[Problem to solve]: The required result is each line of the entries below containing the string "attributed".

=== Extracted records ===

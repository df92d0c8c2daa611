//! Payment records consumed by financial reporting.
//!
//! Amounts are integer minor currency units (centavos). Nothing in the
//! domain converts them to floating point; display formatting belongs to
//! the presentation layer.

use std::fmt;

use chrono::{DateTime, Utc};
use serde::{Deserialize, Serialize};

use super::UserId;

/// Amount of money in minor currency units.
#[derive(
    Debug, Clone, Copy, Default, PartialEq, Eq, Hash, PartialOrd, Ord, Serialize, Deserialize,
)]
#[serde(transparent)]
pub struct MinorUnits(i64);

impl MinorUnits {
    /// Zero amount.
    pub const ZERO: Self = Self(0);

    /// Wrap a raw minor-unit amount.
    #[must_use]
    pub const fn new(raw: i64) -> Self {
        Self(raw)
    }

    /// Raw minor-unit amount.
    #[must_use]
    pub const fn get(self) -> i64 {
        self.0
    }

    /// Add two amounts, returning `None` on overflow.
    #[must_use]
    pub const fn checked_add(self, other: Self) -> Option<Self> {
        match self.0.checked_add(other.0) {
            Some(sum) => Some(Self(sum)),
            None => None,
        }
    }
}

impl fmt::Display for MinorUnits {
    fn fmt(&self, f: &mut fmt::Formatter<'_>) -> fmt::Result {
        write!(f, "{}", self.0)
    }
}

/// Numeric payment identifier assigned by persistence.
#[derive(Debug, Clone, Copy, PartialEq, Eq, Hash, PartialOrd, Ord, Serialize, Deserialize)]
#[serde(transparent)]
pub struct PaymentId(i64);

impl PaymentId {
    /// Wrap a raw identifier.
    #[must_use]
    pub const fn new(raw: i64) -> Self {
        Self(raw)
    }

    /// Raw identifier value.
    #[must_use]
    pub const fn get(self) -> i64 {
        self.0
    }
}

/// Lifecycle status of a payment.
#[derive(Debug, Clone, Copy, PartialEq, Eq, Hash, Serialize, Deserialize)]
#[serde(rename_all = "SCREAMING_SNAKE_CASE")]
pub enum PaymentStatus {
    /// Awaiting confirmation from the payment provider.
    Pending,
    /// Settled.
    Paid,
    /// Abandoned or refunded.
    Cancelled,
}

/// Validation errors returned by [`Payment::new`].
#[derive(Debug, Clone, PartialEq, Eq, thiserror::Error)]
pub enum PaymentValidationError {
    /// Amount was below zero.
    #[error("payment amount must not be negative, got {amount}")]
    NegativeAmount {
        /// Rejected amount.
        amount: MinorUnits,
    },
    /// Settlement was recorded before creation.
    #[error("payment cannot be paid at {paid_at} before it was created at {created_at}")]
    PaidBeforeCreated {
        /// Creation timestamp.
        created_at: DateTime<Utc>,
        /// Settlement timestamp.
        paid_at: DateTime<Utc>,
    },
}

/// A payment snapshot as read for reporting.
///
/// ## Invariants
/// - `amount` is non-negative.
/// - `paid_at`, when present, is not earlier than `created_at`.
#[derive(Debug, Clone, PartialEq, Eq, Serialize, Deserialize)]
#[serde(rename_all = "camelCase")]
#[serde(try_from = "PaymentDto", into = "PaymentDto")]
pub struct Payment {
    id: PaymentId,
    amount: MinorUnits,
    status: PaymentStatus,
    created_at: DateTime<Utc>,
    paid_at: Option<DateTime<Utc>>,
    agency_id: Option<UserId>,
    supplier_id: Option<UserId>,
}

impl Payment {
    /// Validate and build a payment.
    ///
    /// # Errors
    ///
    /// Returns [`PaymentValidationError`] when an invariant does not hold.
    pub fn new(
        id: PaymentId,
        amount: MinorUnits,
        status: PaymentStatus,
        created_at: DateTime<Utc>,
        paid_at: Option<DateTime<Utc>>,
    ) -> Result<Self, PaymentValidationError> {
        if amount < MinorUnits::ZERO {
            return Err(PaymentValidationError::NegativeAmount { amount });
        }
        if let Some(paid) = paid_at.filter(|paid| *paid < created_at) {
            return Err(PaymentValidationError::PaidBeforeCreated {
                created_at,
                paid_at: paid,
            });
        }
        Ok(Self {
            id,
            amount,
            status,
            created_at,
            paid_at,
            agency_id: None,
            supplier_id: None,
        })
    }

    /// Attribute the sale to an agency.
    #[must_use]
    pub const fn with_agency(mut self, agency_id: UserId) -> Self {
        self.agency_id = Some(agency_id);
        self
    }

    /// Attribute the sale to a supplier.
    #[must_use]
    pub const fn with_supplier(mut self, supplier_id: UserId) -> Self {
        self.supplier_id = Some(supplier_id);
        self
    }

    /// Payment identifier.
    #[must_use]
    pub const fn id(&self) -> PaymentId {
        self.id
    }

    /// Amount in minor units.
    #[must_use]
    pub const fn amount(&self) -> MinorUnits {
        self.amount
    }

    /// Lifecycle status.
    #[must_use]
    pub const fn status(&self) -> PaymentStatus {
        self.status
    }

    /// Creation timestamp; monthly reporting buckets on this.
    #[must_use]
    pub const fn created_at(&self) -> DateTime<Utc> {
        self.created_at
    }

    /// Settlement timestamp, when paid.
    #[must_use]
    pub const fn paid_at(&self) -> Option<DateTime<Utc>> {
        self.paid_at
    }

    /// Agency the sale is attributed to.
    #[must_use]
    pub const fn agency_id(&self) -> Option<UserId> {
        self.agency_id
    }

    /// Supplier the sale is attributed to.
    #[must_use]
    pub const fn supplier_id(&self) -> Option<UserId> {
        self.supplier_id
    }
}

#[derive(Debug, Clone, Serialize, Deserialize)]
#[serde(rename_all = "camelCase")]
struct PaymentDto {
    id: PaymentId,
    amount: MinorUnits,
    status: PaymentStatus,
    created_at: DateTime<Utc>,
    #[serde(default, skip_serializing_if = "Option::is_none")]
    paid_at: Option<DateTime<Utc>>,
    #[serde(default, skip_serializing_if = "Option::is_none")]
    agency_id: Option<UserId>,
    #[serde(default, skip_serializing_if = "Option::is_none")]
    supplier_id: Option<UserId>,
}

impl From<Payment> for PaymentDto {
    fn from(value: Payment) -> Self {
        Self {
            id: value.id,
            amount: value.amount,
            status: value.status,
            created_at: value.created_at,
            paid_at: value.paid_at,
            agency_id: value.agency_id,
            supplier_id: value.supplier_id,
        }
    }
}

impl TryFrom<PaymentDto> for Payment {
    type Error = PaymentValidationError;

    fn try_from(value: PaymentDto) -> Result<Self, Self::Error> {
        let payment = Self::new(
            value.id,
            value.amount,
            value.status,
            value.created_at,
            value.paid_at,
        )?;
        Ok(Self {
            agency_id: value.agency_id,
            supplier_id: value.supplier_id,
            ..payment
        })
    }
}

===

[Solution for this exercise]:
    /// Agency the sale is attributed to.
    /// Supplier the sale is attributed to.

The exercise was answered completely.